// SPDX-License-Identifier: Apache-2.0 OR MIT
// Copyright (c) 2025-2026 naskel.com

//! PFCP stack configuration - single source of truth.
//!
//! All tunables of the stack live here; nothing is hardcoded in the stages.
//! The configuration is captured once at [`Stack::start`](crate::Stack::start)
//! and is immutable afterwards.
//!
//! Defaults follow TS 29.244 practice: IANA port 8805, T1 = 3 s / N1 = 2 for
//! ordinary requests, a slower and more patient 5 s / 3 for heartbeats, and a
//! 10 x 6 s activity ring (one heartbeat per minute of silence).

use crate::error::{Error, Result};
use std::time::Duration;

/// IANA-assigned PFCP UDP port (TS 29.244 Sec.5.1).
pub const PFCP_PORT: u16 = 8805;

/// Default SO_RCVBUF / SO_SNDBUF size (2 MiB).
pub const DEFAULT_SOCKET_BUFFER_SIZE: usize = 2 * 1024 * 1024;

/// Default retransmit interval T1 (milliseconds).
pub const DEFAULT_T1_MS: u64 = 3_000;

/// Default heartbeat retransmit interval (milliseconds).
pub const DEFAULT_HEARTBEAT_T1_MS: u64 = 5_000;

/// Default maximum send attempts N1 (including the original transmission).
pub const DEFAULT_N1: u32 = 2;

/// Default maximum heartbeat send attempts.
pub const DEFAULT_HEARTBEAT_N1: u32 = 3;

/// Default number of activity windows per remote.
pub const DEFAULT_NBR_ACTIVITY_WNDS: usize = 10;

/// Default length of one activity window (milliseconds).
///
/// With the default ring of 10 windows a peer is considered idle after
/// 60 seconds of silence.
pub const DEFAULT_LEN_ACTIVITY_WND_MS: u64 = 6_000;

/// Largest receive buffer the stack hands to `recv_from`.
///
/// PFCP message length is a u16 counting bytes after the length field, so a
/// full 64 KiB buffer covers any legal message.
pub const MAX_DATAGRAM_SIZE: usize = 65_536;

/// Runtime configuration for a PFCP [`Stack`](crate::Stack).
///
/// Construct with [`Config::default`] and adjust fields, then validate via
/// [`Config::validate`] (done automatically at stack start).
#[derive(Debug, Clone)]
pub struct Config {
    /// UDP port local nodes bind and remote nodes are addressed on.
    pub port: u16,
    /// SO_RCVBUF / SO_SNDBUF for every node socket.
    pub socket_buffer_size: usize,
    /// Retransmit interval for ordinary requests (milliseconds).
    pub t1_ms: u64,
    /// Retransmit interval for heartbeat requests (milliseconds).
    pub heartbeat_t1_ms: u64,
    /// Send attempts for ordinary requests, including the original.
    pub n1: u32,
    /// Send attempts for heartbeat requests.
    pub heartbeat_n1: u32,
    /// Number of windows in each remote's activity ring.
    pub nbr_activity_wnds: usize,
    /// Rotation cadence of the activity ring (milliseconds).
    pub len_activity_wnd_ms: u64,
    /// Width of the TEID range prefix handed to peers (0..=7 bits).
    pub teid_range_bits: u8,
    /// Whether TEID range values are handed out at all.
    pub assign_teid_range: bool,
    /// Lower bound of the application worker pool.
    pub min_application_workers: usize,
    /// Upper bound of the application worker pool.
    pub max_application_workers: usize,
    /// Reserved: the translation stage is currently single-threaded.
    pub min_translator_workers: usize,
    /// Reserved: the translation stage is currently single-threaded.
    pub max_translator_workers: usize,
}

impl Default for Config {
    fn default() -> Self {
        Self {
            port: PFCP_PORT,
            socket_buffer_size: DEFAULT_SOCKET_BUFFER_SIZE,
            t1_ms: DEFAULT_T1_MS,
            heartbeat_t1_ms: DEFAULT_HEARTBEAT_T1_MS,
            n1: DEFAULT_N1,
            heartbeat_n1: DEFAULT_HEARTBEAT_N1,
            nbr_activity_wnds: DEFAULT_NBR_ACTIVITY_WNDS,
            len_activity_wnd_ms: DEFAULT_LEN_ACTIVITY_WND_MS,
            teid_range_bits: 0,
            assign_teid_range: false,
            min_application_workers: 1,
            max_application_workers: 1,
            min_translator_workers: 1,
            max_translator_workers: 1,
        }
    }
}

impl Config {
    /// Retransmit interval for ordinary requests.
    pub fn t1(&self) -> Duration {
        Duration::from_millis(self.t1_ms)
    }

    /// Retransmit interval for heartbeat requests.
    pub fn heartbeat_t1(&self) -> Duration {
        Duration::from_millis(self.heartbeat_t1_ms)
    }

    /// Rotation cadence of the activity ring.
    pub fn len_activity_wnd(&self) -> Duration {
        Duration::from_millis(self.len_activity_wnd_ms)
    }

    /// Response-window flip interval: `max(t1, heartbeat_t1) * max(n1, heartbeat_n1)`.
    ///
    /// Any outstanding request/response bookkeeping entry is reaped at most
    /// two flips after its last touch, bounding memory for stragglers.
    pub fn max_rsp_wait(&self) -> Duration {
        let t1 = self.t1_ms.max(self.heartbeat_t1_ms);
        let n1 = u64::from(self.n1.max(self.heartbeat_n1));
        Duration::from_millis(t1 * n1)
    }

    /// Length of the per-message `sent` attempt counter array.
    pub fn max_attempts(&self) -> usize {
        self.n1.max(self.heartbeat_n1) as usize
    }

    /// Number of application worker threads the stack spawns.
    pub fn application_workers(&self) -> usize {
        self.max_application_workers.max(self.min_application_workers).max(1)
    }

    /// Check configuration invariants.
    pub fn validate(&self) -> Result<()> {
        if self.teid_range_bits > 7 {
            return Err(Error::Config(format!(
                "teid_range_bits must be 0..=7, got {}",
                self.teid_range_bits
            )));
        }
        if self.n1 == 0 || self.heartbeat_n1 == 0 {
            return Err(Error::Config("n1 and heartbeat_n1 must be >= 1".into()));
        }
        if self.t1_ms == 0 || self.heartbeat_t1_ms == 0 {
            return Err(Error::Config("t1 and heartbeat_t1 must be non-zero".into()));
        }
        if self.nbr_activity_wnds == 0 || self.len_activity_wnd_ms == 0 {
            return Err(Error::Config("activity window ring must be non-empty".into()));
        }
        if self.min_application_workers > self.max_application_workers {
            return Err(Error::Config(format!(
                "min_application_workers ({}) > max_application_workers ({})",
                self.min_application_workers, self.max_application_workers
            )));
        }
        Ok(())
    }
}
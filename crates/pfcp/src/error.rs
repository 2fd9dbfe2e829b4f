// SPDX-License-Identifier: Apache-2.0 OR MIT
// Copyright (c) 2025-2026 naskel.com

//! Errors returned by the PFCP stack.
//!
//! Cross-stage failures never unwind across a stage boundary: a stage-local
//! failure is caught at the handler and forwarded as the matching error
//! event (`on_snd_req_error` and friends on the application worker). This
//! enum is the payload those events carry, and the error type of the
//! fallible public API calls.

use std::fmt;

/// Result alias used throughout the crate.
pub type Result<T> = std::result::Result<T, Error>;

/// Errors raised by PFCP stack operations.
#[derive(Debug)]
pub enum Error {
    // ========================================================================
    // Configuration / lifecycle
    // ========================================================================
    /// Configuration value out of range (message explains which).
    Config(String),
    /// Operation attempted in the wrong lifecycle state.
    InvalidState(String),
    /// The stack has shut down; the target stage queue is gone.
    ChannelClosed,

    // ========================================================================
    // Transport
    // ========================================================================
    /// I/O error with underlying cause.
    Io(std::io::Error),
    /// Failed to bind the local node socket.
    BindFailed(String),
    /// UDP send refused by the socket.
    SendFailed(String),

    // ========================================================================
    // Topology
    // ========================================================================
    /// Local SEID assigned twice on the same session.
    LocalSeidAlreadySet,
    /// Remote SEID assigned twice on the same session.
    RemoteSeidAlreadySet,
    /// No TEID range value left for a new remote node.
    TeidRangeExhausted,
    /// `create_remote_node` called for a peer that is already Started.
    RemoteNodeAlreadyStarted,
    /// The remote node for this operation is gone.
    RemoteNodeGone,

    // ========================================================================
    // Request / response machinery
    // ========================================================================
    /// An outbound request reused a sequence number still in flight.
    DuplicateSeqNbr(u32),
    /// The peer request this response answers is no longer known
    /// (reaped by the response window, or never existed).
    RequestUnknown(u32),

    // ========================================================================
    // Codec
    // ========================================================================
    /// Translator could not serialize a request.
    EncodeReq(String),
    /// Translator could not serialize a response.
    EncodeRsp(String),
    /// Translator could not decode an inbound request.
    DecodeReq(String),
    /// Translator could not decode an inbound response.
    DecodeRsp(String),
    /// The common header is malformed or truncated.
    MalformedHeader(String),
}

impl fmt::Display for Error {
    fn fmt(&self, f: &mut fmt::Formatter<'_>) -> fmt::Result {
        match self {
            Error::Config(msg) => write!(f, "Configuration error: {}", msg),
            Error::InvalidState(msg) => write!(f, "Invalid state: {}", msg),
            Error::ChannelClosed => write!(f, "Stack is shut down"),
            Error::Io(e) => write!(f, "I/O error: {}", e),
            Error::BindFailed(msg) => write!(f, "Bind failed: {}", msg),
            Error::SendFailed(msg) => write!(f, "Send failed: {}", msg),
            Error::LocalSeidAlreadySet => write!(f, "Local SEID is already set"),
            Error::RemoteSeidAlreadySet => write!(f, "Remote SEID is already set"),
            Error::TeidRangeExhausted => write!(f, "No TEID range value available"),
            Error::RemoteNodeAlreadyStarted => {
                write!(f, "Unable to start remote node, already started")
            }
            Error::RemoteNodeGone => write!(f, "Remote node is no longer registered"),
            Error::DuplicateSeqNbr(sn) => {
                write!(f, "Sequence number {} already in the retransmission table", sn)
            }
            Error::RequestUnknown(sn) => {
                write!(f, "No received request with sequence number {}", sn)
            }
            Error::EncodeReq(msg) => write!(f, "Request encode failed: {}", msg),
            Error::EncodeRsp(msg) => write!(f, "Response encode failed: {}", msg),
            Error::DecodeReq(msg) => write!(f, "Request decode failed: {}", msg),
            Error::DecodeRsp(msg) => write!(f, "Response decode failed: {}", msg),
            Error::MalformedHeader(msg) => write!(f, "Malformed PFCP header: {}", msg),
        }
    }
}

impl std::error::Error for Error {
    fn source(&self) -> Option<&(dyn std::error::Error + 'static)> {
        match self {
            Error::Io(e) => Some(e),
            _ => None,
        }
    }
}

impl From<std::io::Error> for Error {
    fn from(e: std::io::Error) -> Self {
        Error::Io(e)
    }
}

******************************

• **What the exercise asks**
Go over the data above and copy every line that has the word "String" in it.

• **Response to this exercise**
    Config(String),
    InvalidState(String),
    BindFailed(String),
    SendFailed(String),
    EncodeReq(String),
    EncodeRsp(String),
    DecodeReq(String),
    DecodeRsp(String),
    MalformedHeader(String),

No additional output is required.